It’s well-known that dark blue and purple fruits and vegetables – like blueberries or purple cabbage – are great sources of the anthocyanins or antioxidants we need to stay healthy.
Those antioxidants are scavengers of free radicals – high energy particles in the human body that can damage cells – which mean they can help fight common ailments like inflammation, diabetes, and cancer, as well as help with eye cell repair.
Colourful grains, like the purple wheat grown commercially in Saskatchewan, provide similar benefits.
In fact, purple wheat is also an excellent sustainable source of natural colorants, and is a promising candidate for the development of anthocyanin-rich milling fractions and isolates that could be used
as health-boosting food processing ingredients.
So promising, in fact, that InfraReady Products (1998) Ltd. of Saskatoon is working on a project in collaboration with Dr. Elsayed Abdelaal of Agriculture and Agri-Food Canada’s Guelph Food Research Centre to identify the quantity and quality of anthocyanins in new food products made with purple wheat, as well as evaluate their impact on human health.
“This could lead to the development of healthy food ingredients, functional foods, dietary supplements, natural colourants, and natural antioxidants,” says InfraReady CEO Mark Pickard. “Our goal is to promote purple wheat as a value-added crop for Canadian agriculture and create market opportunities for farmers, processors and food manufacturers.”
InfraReady specializes in flaking, milling, granulating, sprouting and custom blending grains, including its AnthoGrain purple wheat variety, which it originally obtained from the Saskatchewan Wheat Pool in the 1990s after the company had discontinued efforts to breed the wheat for ethanol production.
As part of this project, InfraReady developed and prepared six food product prototypes using either purple wheat wholegrain flour or purple wheat wholegrain flour enriched with purple wheat bran to boost anthocyanin content.
This included purple wheat wholegrain bread, purple wheat wholegrain muffin, bran enriched purple wheat whole grain muffin, purple wheat wholegrain pancake, purple wheat flakes, and purple wheat instant flakes.
The products were analyzed at AAFC’s Guelph Food Research Centre for their nutrient and anthocyanin content, and based on the results, two have been selected to move forward to human clinical trials.
“Part of the work we’re doing is looking at the distribution of anthocyanins in the purple wheat,” explains Pickard, adding that most is found in bran, a by-product of the milling process. “It’s still a work in progress but we’re excited about what we think we’ll find and that we can bring it forward in a new way.”
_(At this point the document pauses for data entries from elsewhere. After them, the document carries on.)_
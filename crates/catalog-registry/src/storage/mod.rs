//! Storage for the service registry.
//!
//! # Rust Learning Note
//!
//! ## Trait Objects at the Storage Boundary
//!
//! The catalog only talks to storage through [`ServiceStore`]:
//!
//! ```rust,ignore
//! let store: Arc<dyn ServiceStore> = Arc::new(MemoryStore::new());
//! let catalog = Catalog::new(store);
//! ```
//!
//! `Send + Sync` on the trait lets one store be shared by every request
//! handler thread. Backends are responsible for their own internal
//! locking and for any timeouts on the underlying medium; the catalog
//! serializes read-modify-write cycles per service name on top.

use catalog_common::{NodeId, Result, ServiceName};

use crate::types::{Node, Service};

mod file;
mod memory;

pub use file::FileStore;
pub use memory::MemoryStore;

/// Exact-value match on the fields of one element of `Service::nodes`.
///
/// Unset fields match anything.
#[derive(Debug, Clone, Default, PartialEq, Eq)]
pub struct NodeQuery {
    pub address: Option<String>,
    pub service_port: Option<u16>,
    pub node_id: Option<NodeId>,
}

impl NodeQuery {
    /// Matches a node with exactly this address, port and id.
    pub fn exact(node: &Node) -> Self {
        Self {
            address: Some(node.address.clone()),
            service_port: Some(node.service_port),
            node_id: Some(node.node_id.clone()),
        }
    }

    /// Matches any node with the given id.
    pub fn by_id(node_id: &NodeId) -> Self {
        Self {
            node_id: Some(node_id.clone()),
            ..Self::default()
        }
    }

    pub fn matches(&self, node: &Node) -> bool {
        self.address.as_ref().map_or(true, |a| a == &node.address)
            && self.service_port.map_or(true, |p| p == node.service_port)
            && self.node_id.as_ref().map_or(true, |id| id == &node.node_id)
    }
}

/// Predicate over stored services.
///
/// `name` is an equality test on the service name; `node` is a membership
/// test: the service matches if any of its nodes matches.
#[derive(Debug, Clone, Default, PartialEq, Eq)]
pub struct ServiceQuery {
    pub name: Option<ServiceName>,
    pub node: Option<NodeQuery>,
}

impl ServiceQuery {
    /// Matches every service.
    pub fn all() -> Self {
        Self::default()
    }

    pub fn by_name(name: &ServiceName) -> Self {
        Self {
            name: Some(name.clone()),
            node: None,
        }
    }

    pub fn with_node(mut self, node: NodeQuery) -> Self {
        self.node = Some(node);
        self
    }

    pub fn matches(&self, service: &Service) -> bool {
        self.name.as_ref().map_or(true, |n| n == &service.name)
            && self
                .node
                .as_ref()
                .map_or(true, |q| service.nodes.iter().any(|node| q.matches(node)))
    }
}

/// Persistence backend for catalog records.
///
/// Implementations key records by `Service::name`.
pub trait ServiceStore: Send + Sync {
    /// Returns the first service matching `query`, or `Error::NotFound`.
    fn get(&self, query: &ServiceQuery) -> Result<Service>;

    /// Returns every matching service in insertion order.
    fn filter(&self, query: &ServiceQuery) -> Result<Vec<Service>>;

    /// Inserts the service, or replaces the stored record with the same name
    /// keeping its original position.
    fn save(&self, service: &Service) -> Result<()>;

    /// Removes the record with the same name. Removing an absent record is
    /// not an error.
    fn delete(&self, service: &Service) -> Result<()>;

    /// Short backend name for logs.
    fn describe(&self) -> String;
}
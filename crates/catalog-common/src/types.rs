//! Core identifiers used throughout the catalog.
//!
//! Both identifiers are validated at construction time, so a value of
//! either type is known to be usable as a storage key.

use serde::{Deserialize, Serialize};
use std::fmt;
use uuid::Uuid;

use crate::errors::{Error, Result};

/// Length of a hardware fingerprint in hex characters (SHA-512).
pub const FINGERPRINT_HEX_LEN: usize = 128;

/// Service name - the unique, case-sensitive key of a catalog entry.
///
/// # Example
/// ```
/// use catalog_common::ServiceName;
///
/// let name = ServiceName::parse("web").unwrap();
/// assert_eq!(name.as_str(), "web");
/// assert!(ServiceName::parse("").is_err());
/// ```
#[derive(Debug, Clone, PartialEq, Eq, Hash, Serialize, Deserialize)]
#[serde(try_from = "String", into = "String")]
pub struct ServiceName(String);

impl ServiceName {
    /// Validates and wraps a service name.
    pub fn parse(name: impl Into<String>) -> Result<Self> {
        let name = name.into();
        if name.is_empty() {
            return Err(Error::null_field("name"));
        }
        Ok(Self(name))
    }

    /// Returns the name as a string slice.
    pub fn as_str(&self) -> &str {
        &self.0
    }
}

impl TryFrom<String> for ServiceName {
    type Error = Error;

    fn try_from(value: String) -> Result<Self> {
        Self::parse(value)
    }
}

impl From<ServiceName> for String {
    fn from(name: ServiceName) -> Self {
        name.0
    }
}

impl fmt::Display for ServiceName {
    fn fmt(&self, f: &mut fmt::Formatter<'_>) -> fmt::Result {
        write!(f, "{}", self.0)
    }
}

/// Node identifier - identifies one endpoint within a service.
///
/// # Rust Learning Note
///
/// This is the **newtype pattern**: a tuple struct around `String` that
/// can only be built through [`NodeId::parse`]. Code that receives a
/// `NodeId` never has to re-check its format.
///
/// Two formats are accepted:
/// - a UUID in any format `uuid` parses (stored lowercase and hyphenated)
/// - a 128-character hex hardware fingerprint (lowercased)
///
/// # Example
/// ```
/// use catalog_common::NodeId;
///
/// let id = NodeId::parse("11111111-1111-1111-1111-111111111111").unwrap();
/// assert_eq!(id.as_str(), "11111111-1111-1111-1111-111111111111");
/// assert!(NodeId::parse("not-an-id").is_err());
/// ```
#[derive(Debug, Clone, PartialEq, Eq, Hash, Serialize, Deserialize)]
#[serde(try_from = "String", into = "String")]
pub struct NodeId(String);

impl NodeId {
    /// Validates and wraps a node identifier.
    pub fn parse(id: impl Into<String>) -> Result<Self> {
        let id = id.into();
        if id.is_empty() {
            return Err(Error::null_field("node_id"));
        }

        // Any UUID spelling maps to the lowercase hyphenated form.
        if let Ok(uuid) = Uuid::parse_str(&id) {
            return Ok(Self(uuid.hyphenated().to_string()));
        }

        if id.len() == FINGERPRINT_HEX_LEN && id.chars().all(|c| c.is_ascii_hexdigit()) {
            return Ok(Self(id.to_ascii_lowercase()));
        }

        Err(Error::validation(format!(
            "'node_id' must be a UUID or a {}-character hex fingerprint, got '{}'",
            FINGERPRINT_HEX_LEN, id
        )))
    }

    /// Returns the node ID as a string slice.
    pub fn as_str(&self) -> &str {
        &self.0
    }
}

impl TryFrom<String> for NodeId {
    type Error = Error;

    fn try_from(value: String) -> Result<Self> {
        Self::parse(value)
    }
}

impl From<NodeId> for String {
    fn from(id: NodeId) -> Self {
        id.0
    }
}

impl fmt::Display for NodeId {
    fn fmt(&self, f: &mut fmt::Formatter<'_>) -> fmt::Result {
        write!(f, "{}", self.0)
    }
}

/// Result of a registration.
#[derive(Debug, Clone, Copy, PartialEq, Eq)]
pub enum RegisterOutcome {
    /// The node was added (or its endpoint updated).
    Created,
    /// An identical node was already registered; nothing changed.
    AlreadyExists,
}

/// Result of a deregistration.
#[derive(Debug, Clone, Copy, PartialEq, Eq)]
pub enum DeregisterOutcome {
    /// The node is no longer registered under the service.
    Removed,
    /// No service with that name exists.
    NotFound,
}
A new line of purple wheat with double the anthocyanins of existing varieties has been developed by the University of Saskatchewan and is now in the final stages of cultivar registration.
Why is this innovation important?
Health: The antioxidants found in purple wheat can help improve human health, including conditions like inflammation, diabetes, and cancer.
Environment: Purple wheat is a potential sustainable source of natural colorants, antioxidants, and nutraceuticals.
Economics: This novel Canadian product could provide new market opportunities for farmers, processors, and food manufacturers.
What does this innovation mean to Canada’s food processing industry?
This technology will provide antioxidant-rich milling fractions and isolates that could be added to food products to boost human health.
About InfraReady Products
InfraReady Products, a specialty processor of cereals, pulses and oilseeds, was started in 1994 by the Saskatchewan Wheat Pool to add value to cereal grains before they left the province. Today, InfraReady offers over 250 custom-designed products made from a wide range of raw materials, including cereal grains, oilseeds and pulses, and markets products to other food manufacturers in Canada, United States, Europe and Southeast Asia. www.infrareadyproducts.com.
About the project team
Mark Pickard is the President of InfraReady Products (1998) Ltd., and has a BSA in Applied Microbiology and Food Science and an MBA from the University of Saskatchewan. Prior to joining InfraReady, Mark was employed by CSP Foods and the Saskatchewan Wheat Pool for 20 years in a variety of research and technical- marketing positions.
Dr. Amanda Wright is an associate professor in the Department of Human Health and Nutritional Sciences at the University of Guelph, and Director of the Human Nutraceutical Research Unit. She holds a PhD in Food Chemistry from the University of Guelph.
Dr. Elsayed Abdelaal is a senior research scientist at Agriculture and Agri-Food Canada’s Guelph Food Research Centre where he specializes in grain-based functional foods and natural health products.